Visita de Estado
El rey Carlos III y la reina Camila llegaron a Washington el martes, acompañados por una delegación británica de alto nivel. Fueron recibidos en la Casa Blanca por el presidente Donald Trump y la primera dama Melania Trump, en una ceremonia que incluyó saludos, fotos y elogios mutuos. Tras la recepción, los monarcas se reunieron en el Salón Oval, donde Trump describió a Carlos III como "una persona fantástica" y destacó la amistad centenaria entre ambos países.

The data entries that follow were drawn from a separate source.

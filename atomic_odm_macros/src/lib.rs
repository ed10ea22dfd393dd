mod document;

use proc_macro::TokenStream;

// ============================================================================
// #[derive(Document)] derive macro
// ============================================================================

/// Derive macro for the `Document` trait.
///
/// # Usage
///
/// ```ignore
/// #[derive(Default, Document)]
/// #[document(collection = "artists", database = "music", client = "primary")]
/// struct Artist {
///     #[document(entity)]
///     record: Entity,
/// }
/// ```
///
/// - `#[document(collection = "...")]` sets the collection name.
///   If omitted, defaults to snake_case struct name + "s".
/// - `database` and `client` declare the model's default target. Both are
///   optional; anything left out falls through to the session defaults.
/// - `#[document(entity)]` marks the field holding the `Entity`.
///   If omitted, defaults to a field named `entity`.
#[proc_macro_derive(Document, attributes(document))]
pub fn derive_document(input: TokenStream) -> TokenStream {
    document::derive_document(input)
}
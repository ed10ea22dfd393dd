use atomic_odm::{AtomicOptions, OdmError, WriteOperation};
use serde_json::json;

use crate::support::{object, saved_artist, session, Artist};

#[derive(Debug, PartialEq)]
enum TourError {
    Cancelled,
    Odm(OdmError),
}

impl From<OdmError> for TourError {
    fn from(err: OdmError) -> Self {
        TourError::Odm(err)
    }
}

#[test]
fn joined_child_rolls_back_with_failing_parent() {
    let mut session = session();
    let mut artist = saved_artist(&mut session, "Michael");
    session.set(&mut artist, "age", 50).unwrap();
    let writes_before = session.store().write_count();

    let result: Result<(), TourError> =
        session.atomically(&mut artist, AtomicOptions::new().join_context(false), |session, artist| {
            session.atomically(artist, AtomicOptions::joined(), |session, artist| {
                session.inc(artist, "age", 1)?;
                session.set(artist, "name", "Jake")?;
                Ok::<_, OdmError>(())
            })?;
            assert_eq!(artist.get("age"), Some(&json!(51)));
            Err(TourError::Cancelled)
        });

    assert_eq!(result, Err(TourError::Cancelled));
    assert_eq!(session.store().write_count(), writes_before);
    assert_eq!(artist.get("age"), Some(&json!(50)));
    assert_eq!(artist.get("name"), Some(&json!("Michael")));
    assert!(!artist.entity.changed());
}

#[test]
fn unjoined_children_flush_separately() {
    let mut session = session();
    let mut artist = saved_artist(&mut session, "Jake");

    session
        .atomically(&mut artist, AtomicOptions::new(), |session, artist| {
            session.atomically(artist, AtomicOptions::new().join_context(false), |session, artist| {
                session.set(artist, "x", 1)
            })?;
            session.atomically(artist, AtomicOptions::new(), |session, artist| {
                session.set(artist, "y", 2)
            })?;
            assert_eq!(session.store().write_count(), 3);
            Ok::<_, OdmError>(())
        })
        .unwrap();

    let writes = session.store().writes();
    assert_eq!(writes.len(), 3);
    let id = artist.entity.id().to_string();
    assert_eq!(
        writes[1].operation,
        WriteOperation::UpdateById {
            id: id.clone(),
            operators: object(json!({"$set": {"x": 1}})),
        }
    );
    assert_eq!(
        writes[2].operation,
        WriteOperation::UpdateById {
            id,
            operators: object(json!({"$set": {"y": 2}})),
        }
    );
}

#[test]
fn unjoined_child_of_unsaved_entity_writes_only_its_own_changes() {
    let mut session = session();
    let mut artist = Artist::default();

    let result: Result<(), TourError> =
        session.atomically(&mut artist, AtomicOptions::new(), |session, artist| {
            session.set(artist, "a", 1)?;
            session.atomically(artist, AtomicOptions::new().join_context(false), |session, artist| {
                session.set(artist, "x", 1)
            })?;
            Err(TourError::Cancelled)
        });
    assert_eq!(result, Err(TourError::Cancelled));

    let writes = session.store().writes();
    assert_eq!(writes.len(), 1);
    assert_eq!(
        writes[0].operation,
        WriteOperation::Upsert {
            filter: object(json!({"_id": artist.entity.id()})),
            operators: object(json!({"$set": {"x": 1}})),
        }
    );

    let target = session.resolve_target(&artist);
    let stored = session.store().document(&target, artist.entity.id()).unwrap();
    assert_eq!(stored.get("a"), None);
    assert_eq!(stored["x"], json!(1));
    assert_eq!(artist.get("a"), None);
    assert_eq!(artist.get("x"), Some(&json!(1)));
    assert!(artist.entity.is_persisted());
    assert!(!artist.entity.changed());
}

#[test]
fn unjoined_children_resolve_targets_independently() {
    let mut session = session();
    let mut artist = saved_artist(&mut session, "Jake");

    session
        .atomically(&mut artist, AtomicOptions::new(), |session, artist| {
            session.override_database("temp");
            session.atomically(artist, AtomicOptions::new(), |session, artist| {
                session.set(artist, "x", 1)
            })?;
            session.reset_override();
            session.atomically(artist, AtomicOptions::new(), |session, artist| {
                session.set(artist, "y", 2)
            })
        })
        .unwrap();

    let writes = session.store().writes();
    assert_eq!(writes[1].target.database, "temp");
    assert_eq!(writes[2].target.database, "music");
}

#[test]
fn joined_changes_flush_with_the_parent() {
    let mut session = session();
    let mut artist = saved_artist(&mut session, "Jake");

    session
        .atomically(&mut artist, AtomicOptions::new(), |session, artist| {
            session.inc(artist, "likes", 1)?;
            session.atomically(artist, AtomicOptions::joined(), |session, artist| {
                session.inc(artist, "likes", 2)?;
                session.push(artist, "albums", "Blue")
            })?;
            assert_eq!(session.store().write_count(), 1);
            Ok::<_, OdmError>(())
        })
        .unwrap();

    let writes = session.store().writes();
    assert_eq!(writes.len(), 2);
    assert_eq!(
        writes[1].operation,
        WriteOperation::UpdateById {
            id: artist.entity.id().to_string(),
            operators: object(json!({"$inc": {"likes": 3}, "$push": {"albums": "Blue"}})),
        }
    );
}

#[test]
fn depth_tracks_open_contexts() {
    let mut session = session();
    let mut artist = saved_artist(&mut session, "Jake");

    session
        .atomically(&mut artist, AtomicOptions::new(), |session, artist| {
            assert_eq!(session.depth(artist), 1);
            session.atomically(artist, AtomicOptions::joined(), |session, artist| {
                assert_eq!(session.depth(artist), 2);
                Ok::<_, OdmError>(())
            })?;
            assert_eq!(session.depth(artist), 1);
            Ok::<_, OdmError>(())
        })
        .unwrap();
    assert_eq!(session.depth(&artist), 0);
}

La agenda incluyó una cena de Estado y una visita al Monumento a Washington, antes de dirigirse al Capitolio para el discurso previsto.
Discurso del rey
En el Capitolio, Carlos III habló ante ambas cámaras del Congreso, marcando la primera intervención de un monarca británico desde la visita de la reina Isabel II en 1991. El discurso coincidió con el 250.º aniversario de la independencia de EE.UU. y resaltó la alianza histórica, la defensa de la democracia y la necesidad de cooperación frente a desafíos globales. "Los retos a los que nos enfrentamos son demasiado grandes para que una sola nación los asuma sola", afirmó el rey, subrayando la interdependencia en seguridad y economía. También recordó la colaboración en dos guerras mundiales, la Guerra Fría y misiones recientes en Afganistán, señalando que "estamos unidos en nuestro compromiso de defender la democracia". El mensaje, cuidadosamente supervisado por el gobierno británico, buscó contrarrestar las críticas de Trump a la OTAN y a la política europea.